Normally, when a patient sues a doctor, he is unhappy with the care. He wants money for damages the doctor allegedly caused. Most rational people do not continue to see the same doctor if they believe that doctor negligently harmed them 

As Einstein once said: The definition of insanity is doing the same thing over and over and expecting different results.  

Yes, there are times when a patient wants to keep seeing you long after you have terminated the relationship. If you do not properly terminate the doctor-patient relationship, you can be subject to medical board disciple for abandonment. Still, this is not common. 

In Gersten v. Sun Pain Management and Dr. Ronald Burns, the patient, Gersten, sued alleging Dr. Burns had violated a provision of the Arizona Medical Marijuana Act.  

Let me explain… 

In 2010, Arizona adopted the Medical Marijuana Act. One provision states: 

A.R.S. § 36- 2813(C).  

For the purposes of medical care, including organ transplants, a registered qualifying patient’s authorized use of marijuana must be considered the equivalent of the use of any other medication under the direction of a physician and does not constitute the use of an illicit substance or otherwise disqualify a registered qualifying patient from medical care. 
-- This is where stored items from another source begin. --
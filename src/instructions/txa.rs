use crate::cpu::{Cpu, Operand};

impl Cpu {
    pub(crate) fn handle_txa(&mut self, _operand: &Operand) -> u8 {
        self.a = self.x;
        self.update_zn(self.a);
        0
    }
}
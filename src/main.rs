mod bus;
mod cpu;
mod instructions;
mod rom;

use std::process::ExitCode;

use bus::Bus;
use cpu::{Cpu, CpuState};
use rom::Rom;

/// Exit codes. Rust exit codes are truncated to a byte, so the negative
/// codes a C-style tool would use (-1/-2/-3) map to their 8-bit wraparound.
const EXIT_USAGE: u8 = 255;
const EXIT_ROM_ERROR: u8 = 254;
const EXIT_CPU_FAULT: u8 = 253;

fn main() -> ExitCode {
    let mut args = std::env::args().skip(1);
    let rom_path = match args.next() {
        Some(path) => path,
        None => {
            eprintln!("usage: pyrotobox <rom-path>");
            return ExitCode::from(EXIT_USAGE);
        }
    };

    let rom = match Rom::load(&rom_path) {
        Ok(rom) => rom,
        Err(err) => {
            eprintln!("error: {}", err);
            return ExitCode::from(EXIT_ROM_ERROR);
        }
    };

    let mut cpu = Cpu::new(Bus::new(rom));

    loop {
        if cpu.state != CpuState::Running {
            break;
        }
        cpu.step();
        if let Some(fault) = cpu.take_fault() {
            eprintln!("fatal: {}", fault);
            return ExitCode::from(EXIT_CPU_FAULT);
        }
    }

    ExitCode::SUCCESS
}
Gersten suffered from chronic pain related to Crohn’s disease. Dr. Burns treated Gersten for chronic pain with various prescription medications, with mixed results. Gersten told his doctor he intended to obtain certification to use medical marijuana and in October 2014, received his “registry identification card” and became a “registered qualifying patient” under the Act. Crohn’s disease is considered a “debilitating condition” under the Act. Gersten began using medical marijuana. Dr. Burns then discharged Gersten as his patient. 

Gersten sued his doctor. He sought money damages and equitable relief, including an order requiring Dr. Burns to continue treating him in “the same manner, at the same rate, and at the same standard of care” as before his discharge.  

A lower court and appeals court smoked the patient’s argument. They concluded the Medical Marijuana Act did not provide the patient a private cause of action against his doctor. They noted that the Act requires that qualifying patients will not “otherwise” be disqualified from medical care solely because of their authorized use of medical marijuana. But… 

That A.R.S. § 36-2813(C) ensures equal treatment does not, however, obligate a physician to extend or continue medical care to a qualifying patient. The wording of A.R.S. § 36-2813(C) does not require a physician to treat a qualifying patient, nor does the wording attempt to regulate the relationship between a physician and patient. 

The Appellate court continued that under the Arizona Medical Marijuana Act, medical care should be interpreted differently than affirmative obligations related to school enrollment, landlord-tenant relationships, and employer-employee relationships.  

The Arizona Medical Marijuana Act mandates: 

[n]o school or landlord may refuse to enroll or lease to and may not otherwise penalize a person solely for his status as a cardholder, unless failing to do so would cause the school or landlord to lose a monetary or licensing related benefit under federal law or regulations.” In a similar vein, A.R.S. § 36-2813(B) provides that, with certain exceptions, an employer may not discriminate against a person in hiring, terminating, or imposing any term or condition of employment. 

But the Act imposed no affirmative obligation to treat or continue to treat a qualifying patient.  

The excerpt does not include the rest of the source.